It is a company registered in the Marshall Islands tax haven, with a role in the one-billion-dollar fraud in 2012-2014, which left Banca de Economii, Banca Sociala, and Unibank broke. The international audit firm Kroll, which was hired to investigate the fraud, mentioned in its report that Tukumaan had been active between November 2012 and October 2014, a time it laundered about 93 million dollars via its accounts.
In 2019, it came under the scrutiny of anti-corruption prosecutors, who established that, during the years 2013-2014, Tukumaan wired over 7.2 million dollars to Finpar Invest SRL - the oldest family business of oligarch Vladimir Plahotniuc. Tukumaan had also transferred more than 1.5 million euros and 1.1 million dollars to bank accounts of Plahotniuc's ex-wife Oxana Childescu.

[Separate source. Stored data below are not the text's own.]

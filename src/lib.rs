//! favicon-theme: color-scheme adaptive SVG icons
//!
//! This crate turns a plain SVG (typically a favicon) into an adaptive one
//! whose paint follows the viewer's `prefers-color-scheme`, and renders
//! explicit light/dark previews of the result.
//!
//! # Example
//!
//! ```
//! use favicon_theme::{inject, resolve_preview, ColorPair, ThemeMode};
//!
//! let colors = ColorPair::new("#000000", "#FFFFFF");
//! let source = r##"<svg xmlns="http://www.w3.org/2000/svg"><path fill="#111111" d="M0 0h16v16H0z"/></svg>"##;
//!
//! // Adaptive document: embedded stylesheet plus marker classes.
//! let adaptive = inject(source, &colors).unwrap();
//! assert!(adaptive.contains("@media (prefers-color-scheme: dark)"));
//! assert!(adaptive.contains(r#"class="dark-mode-fill""#));
//!
//! // Preview for an explicit mode: no stylesheet, literal colors.
//! let preview = resolve_preview(&adaptive, ThemeMode::Dark, &colors);
//! assert!(!preview.contains("<style>"));
//! assert!(preview.contains(r##"fill="#FFFFFF""##));
//! ```
//!
//! # Editing Sessions
//!
//! Interactive callers keep their state in a [`ThemeSession`], which stores
//! the pristine source and re-derives the adaptive document on every color
//! edit:
//!
//! ```
//! use favicon_theme::{Configurable, ThemeMode, ThemeProfile, ThemeSession};
//!
//! let mut session = ThemeSession::new(ThemeProfile::from_json(r##"{"dark":"#eeeeee"}"##).unwrap());
//! session.load_source("<svg><circle r=\"8\"/></svg>").unwrap();
//! session.set_preview_mode(ThemeMode::Dark);
//! assert!(session.preview().contains(r##"fill="#eeeeee""##));
//!
//! let json = session.export_profile().to_json().unwrap();
//! ```

mod document;
mod error;
mod export;
mod ingest;
mod injector;
mod preview;
mod profile;
mod session;
mod theme;

pub use document::{Attribute, Element, NodeId, SvgTree, ThemeTree};
pub use error::{IngestError, TransformError};
pub use export::{EXPORT_FILE_NAME, ExportArtifact};
pub use ingest::{SVG_MEDIA_TYPE, SvgUpload, UploadKind, ingest, ingest_and_inject};
pub use injector::{InjectionSummary, apply_theme, inject};
pub use preview::{render_preview, resolve_markers, resolve_preview};
pub use profile::ThemeProfile;
pub use session::{Configurable, ThemeSession};
pub use theme::{
    ColorPair, MarkerSet, SHAPE_TAGS, ThemeMarker, ThemeMode, is_painted, is_shape, stylesheet,
};
//! Ingestion of uploaded, dropped or pasted SVG content.
//!
//! This is the engine's only inbound path: payloads are screened, decoded
//! and trimmed here before anything is parsed.

use crate::error::IngestError;
use crate::injector::inject;
use crate::theme::ColorPair;

/// Media type of SVG documents.
pub const SVG_MEDIA_TYPE: &str = "image/svg+xml";

/// Where an inbound payload came from.
#[derive(Debug, Clone, Copy, PartialEq, Eq)]
pub enum UploadKind {
    /// A file picked from disk or dropped onto the page.
    File,
    /// Text pasted directly as markup.
    Paste,
}

/// An inbound payload and the metadata declared alongside it.
#[derive(Debug, Clone, PartialEq, Eq)]
pub struct SvgUpload {
    pub kind: UploadKind,
    pub bytes: Vec<u8>,
    pub media_type: Option<String>,
    pub file_name: Option<String>,
}

impl SvgUpload {
    /// A file upload or drop with its declared media type and name.
    pub fn file(
        bytes: impl Into<Vec<u8>>,
        media_type: Option<&str>,
        file_name: Option<&str>,
    ) -> Self {
        Self {
            kind: UploadKind::File,
            bytes: bytes.into(),
            media_type: media_type.map(str::to_string),
            file_name: file_name.map(str::to_string),
        }
    }

    /// Markup pasted as text.
    pub fn paste(text: impl Into<String>) -> Self {
        Self {
            kind: UploadKind::Paste,
            bytes: text.into().into_bytes(),
            media_type: None,
            file_name: None,
        }
    }

    /// Returns `true` if the declared media type or file name indicate SVG.
    ///
    /// Pasted text carries no metadata and is always considered.
    pub fn looks_like_svg(&self) -> bool {
        if self.kind == UploadKind::Paste {
            return true;
        }
        let media_ok = self
            .media_type
            .as_deref()
            .is_some_and(|m| m.trim().eq_ignore_ascii_case(SVG_MEDIA_TYPE));
        let name_ok = self
            .file_name
            .as_deref()
            .is_some_and(|n| n.to_ascii_lowercase().ends_with(".svg"));
        media_ok || name_ok
    }
}

/// Screens, decodes and trims a payload into source text.
///
/// # Errors
///
/// - [`IngestError::NotSvg`] if neither media type nor file name indicate SVG
/// - [`IngestError::InvalidUtf8`] if the bytes are not UTF-8 text
/// - [`IngestError::Empty`] if nothing but whitespace remains
pub fn ingest(upload: &SvgUpload) -> Result<String, IngestError> {
    if !upload.looks_like_svg() {
        tracing::debug!(
            media_type = upload.media_type.as_deref(),
            file_name = upload.file_name.as_deref(),
            "rejected non-SVG upload"
        );
        return Err(IngestError::NotSvg);
    }

    let text =
        std::str::from_utf8(&upload.bytes).map_err(|e| IngestError::InvalidUtf8(e.to_string()))?;
    let text = text.trim();
    if text.is_empty() {
        return Err(IngestError::Empty);
    }
    Ok(text.to_string())
}

/// Ingests a payload and injects the theme into it.
///
/// Returns the trimmed source text (to keep for later color edits) together
/// with the adaptive document.
pub fn ingest_and_inject(
    upload: &SvgUpload,
    colors: &ColorPair,
) -> Result<(String, String), IngestError> {
    let source = ingest(upload)?;
    let adaptive = inject(&source, colors)?;
    Ok((source, adaptive))
}

// ============================================================================
// Tests
// ============================================================================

In December 2019, parliamentarian Chiril Motpan made public an official report on the fraud investigation, which the Prosecutor-General’s Office had submitted to the legislature. The paper showed that Tukumaan had received 7.9 million dollars in loan via a scheme related to the laundering of 22 billion dollars stolen from the Russian budget in 2010-2014. The money landed in European Union countries and tax paradises after being authorized by Moldova’s judicial system and laundered through banks.